I hope you DO realise that ZFS is a world on its own, with no easy mapping of its operations to ANY major OS in existence, including even Solaris that it was developed on. In order to make it usable on the host OS ZFS POSIX layer has been designed. What it does is just interfacing ZFS DSL objects, and presenting them as files and directories to the target OS. It makes certain assumptions about the target OS, particularly about the way it handles the file system operations. Once ZFS had been originally designed for Solaris, the more similar to Solaris in this respect the target OS is, the less modifications porting ZFS to it requires.

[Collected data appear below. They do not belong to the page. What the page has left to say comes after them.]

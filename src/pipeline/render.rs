//! PDF rasterisation via pdfium.
//!
//! pdfium keeps thread-local state and is not async-safe, so every call here
//! runs inside `tokio::task::spawn_blocking`. The document is reopened for
//! each batch; only one batch of decoded images is alive at a time.

use crate::config::ConversionConfig;
use crate::error::PaperShiftError;
use image::DynamicImage;
use pdfium_render::prelude::*;
use std::path::{Path, PathBuf};
use tracing::{debug, info};

/// Bind pdfium: the configured library path if any, else the system library.
pub fn bind_pdfium(library: Option<&Path>) -> Result<Pdfium, PaperShiftError> {
    let bindings = match library {
        Some(path) => Pdfium::bind_to_library(path),
        None => Pdfium::bind_to_system_library(),
    }
    .map_err(|e| PaperShiftError::PdfiumBindingFailed(format!("{:?}", e)))?;
    Ok(Pdfium::new(bindings))
}

/// Count the pages of a PDF.
pub async fn page_count(pdf_path: &Path, config: &ConversionConfig) -> Result<usize, PaperShiftError> {
    let path = pdf_path.to_path_buf();
    let library = config.pdfium_library.clone();

    tokio::task::spawn_blocking(move || {
        let pdfium = bind_pdfium(library.as_deref())?;
        let document = open_document(&pdfium, &path)?;
        let count = document.pages().len() as usize;
        info!("PDF loaded: {} pages", count);
        Ok(count)
    })
    .await
    .map_err(|e| PaperShiftError::Internal(format!("Page-count task panicked: {}", e)))?
}

/// Rasterise the pages at `page_indices` (0-based).
///
/// Returns `(page_index, image)` pairs in the order requested.
pub async fn render_batch(
    pdf_path: &Path,
    config: &ConversionConfig,
    page_indices: &[usize],
) -> Result<Vec<(usize, DynamicImage)>, PaperShiftError> {
    let path = pdf_path.to_path_buf();
    let library = config.pdfium_library.clone();
    let dpi = config.effective_dpi();
    let max_height = config.target_height_px;
    let indices = page_indices.to_vec();

    tokio::task::spawn_blocking(move || {
        render_batch_blocking(&path, library, dpi, max_height, &indices)
    })
    .await
    .map_err(|e| PaperShiftError::Internal(format!("Render task panicked: {}", e)))?
}

fn render_batch_blocking(
    pdf_path: &Path,
    library: Option<PathBuf>,
    dpi: u32,
    max_height: u32,
    page_indices: &[usize],
) -> Result<Vec<(usize, DynamicImage)>, PaperShiftError> {
    let pdfium = bind_pdfium(library.as_deref())?;
    let document = open_document(&pdfium, pdf_path)?;
    let pages = document.pages();

    let mut results = Vec::with_capacity(page_indices.len());
    for &idx in page_indices {
        let page = pages
            .get(idx as u16)
            .map_err(|e| PaperShiftError::RasterisationFailed {
                page: idx + 1,
                detail: format!("{:?}", e),
            })?;

        let (width, height) = render_size(page.width().value, page.height().value, dpi, max_height);
        let render_config = PdfRenderConfig::new()
            .set_target_width(width)
            .set_target_height(height);

        let bitmap = page.render_with_config(&render_config).map_err(|e| {
            PaperShiftError::RasterisationFailed {
                page: idx + 1,
                detail: format!("{:?}", e),
            }
        })?;

        let image = bitmap.as_image();
        debug!(
            "Rendered page {} → {}x{} px",
            idx + 1,
            image.width(),
            image.height()
        );
        results.push((idx, image));
    }

    Ok(results)
}

fn open_document<'a>(pdfium: &'a Pdfium, pdf_path: &Path) -> Result<PdfDocument<'a>, PaperShiftError> {
    pdfium
        .load_pdf_from_file(pdf_path, None)
        .map_err(|e| PaperShiftError::CorruptPdf {
            path: pdf_path.to_path_buf(),
            detail: format!("{:?}", e),
        })
}

/// Pixel size for a page of `width_pt` × `height_pt` points rendered at
/// `dpi`, scaled down so the height does not exceed `max_height`.
pub fn render_size(width_pt: f32, height_pt: f32, dpi: u32, max_height: u32) -> (i32, i32) {
    let scale = dpi as f32 / 72.0;
    let mut width = width_pt * scale;
    let mut height = height_pt * scale;

    if height > max_height as f32 {
        let shrink = max_height as f32 / height;
        width *= shrink;
        height = max_height as f32;
    }

    ((width.round() as i32).max(1), (height.round() as i32).max(1))
}

#[cfg(test)]
mod tests {
    use super::*;

    #[test]
    fn letter_page_at_72_dpi_is_unscaled() {
        assert_eq!(render_size(612.0, 792.0, 72, 2048), (612, 792));
    }

    #[test]
    fn a4_at_300_dpi_is_capped_to_target_height() {
        // A4 is 595 × 842 pt → 2479 × 3508 px at 300 DPI, above the 2048 cap.
        let (w, h) = render_size(595.0, 842.0, 300, 2048);
        assert_eq!(h, 2048);
        assert_eq!(w, (595.0_f32 * 2048.0 / 842.0).round() as i32);
    }

    #[test]
    fn small_render_is_not_enlarged() {
        let (w, h) = render_size(300.0, 400.0, 150, 2048);
        assert_eq!((w, h), (625, 833));
    }

    #[test]
    fn degenerate_page_still_has_one_pixel() {
        assert_eq!(render_size(0.0, 0.0, 300, 2048), (1, 1));
    }
}
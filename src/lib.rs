//! # papershift
//!
//! Convert PDF documents to Markdown with vision-language models hosted on
//! OpenRouter.
//!
//! Each page is rasterised with pdfium and sent to the model as an image;
//! the model answers with Markdown for that page. Pages are rendered in
//! batches and transcribed concurrently within a batch.
//!
//! ## Pipeline Overview
//!
//! ```text
//! PDF
//!  │
//!  ├─ 1. Input   check the file exists and starts with %PDF
//!  ├─ 2. Render  rasterise a batch of pages via pdfium (spawn_blocking)
//!  ├─ 3. Encode  PNG (or JPEG in fast mode) → base64
//!  ├─ 4. VLM     up to `max_workers` concurrent OpenRouter calls
//!  ├─ 5. Polish  strip fences, normalise whitespace, drop fake image links
//!  └─ 6. Output  pages joined in order
//! ```
//!
//! ## Quick Start
//!
//! ```rust,no_run
//! use papershift::{convert_pdf_to_markdown, ApiKey, ConversionConfig, ConversionRequest};
//!
//! #[tokio::main]
//! async fn main() -> Result<(), Box<dyn std::error::Error>> {
//!     let key = ApiKey::new(std::env::var("OPENROUTER_API_KEY")?).expect("non-empty key");
//!     let config = ConversionConfig::builder().max_workers(8).build()?;
//!     let request = ConversionRequest::new("document.pdf", key).with_config(config);
//!     println!("{}", convert_pdf_to_markdown(&request).await?);
//!     Ok(())
//! }
//! ```
//!
//! ## Binaries
//!
//! | Binary       | Surface |
//! |--------------|---------|
//! | `papershift` | full flag set: output path/dir, DPI, target height, model, key, workers, batch size, fast mode |
//! | `pdf-to-md`  | `pdf-to-md <pdf_path> [output_path]`, key from `OPENROUTER_API_KEY` |
//!
//! Both drive [`app::run`]. Disable the `cli` feature to use only the
//! library.

// ── Modules ──────────────────────────────────────────────────────────────

pub mod app;
pub mod config;
pub mod convert;
pub mod error;
pub mod openrouter;
pub mod output;
pub mod pipeline;
pub mod progress;
pub mod prompts;

// ── Re-exports ───────────────────────────────────────────────────────────

pub use app::{Environment, Invocation, PreparedConversion};
pub use config::{ApiKey, ConversionConfig, ConversionConfigBuilder, ConversionRequest};
pub use convert::{convert_pdf_to_markdown, MarkdownConverter, OpenRouterConverter, VisionConverter};
pub use error::{PageError, PaperShiftError};
pub use openrouter::{openrouter_provider, ProviderModel, VisionModel, VisionReply};
pub use output::{ConversionOutput, ConversionStats, PageResult};
pub use progress::{ConversionProgressCallback, NoopProgressCallback, ProgressCallback};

OSX is more or less similar to FreeBSD by the virtue of being a BSD derivative. Therefore, ZFS POSIX layer naturally maps to OSX file system operations, and does not require the significant modifications to itself when it gets ported to OSX. However, Windows NT kernel is a totally different world, and Solaris-targeting ZFS POSIX layer is completely foreign to it. This is why you are more than likely to get into the trouble if you try to bluntly and dumbly adjust it to Windows. Therefore, assuming that you want it to work fine under Windows, it would be better to interface ZFS objects to Windows in a way that naturally maps to the Windows filesystem operations, rather than trying to emulate the ways that are totally unnatural and foreign for it…
Certainly, the above does not necessarily imply that your code is going to crash and burn straight away - as I can see, you have managed to get away with a deadly serious bug in so far. However, it does not necessarily imply that your code is perfectly fine either, does it…
Anton Bassov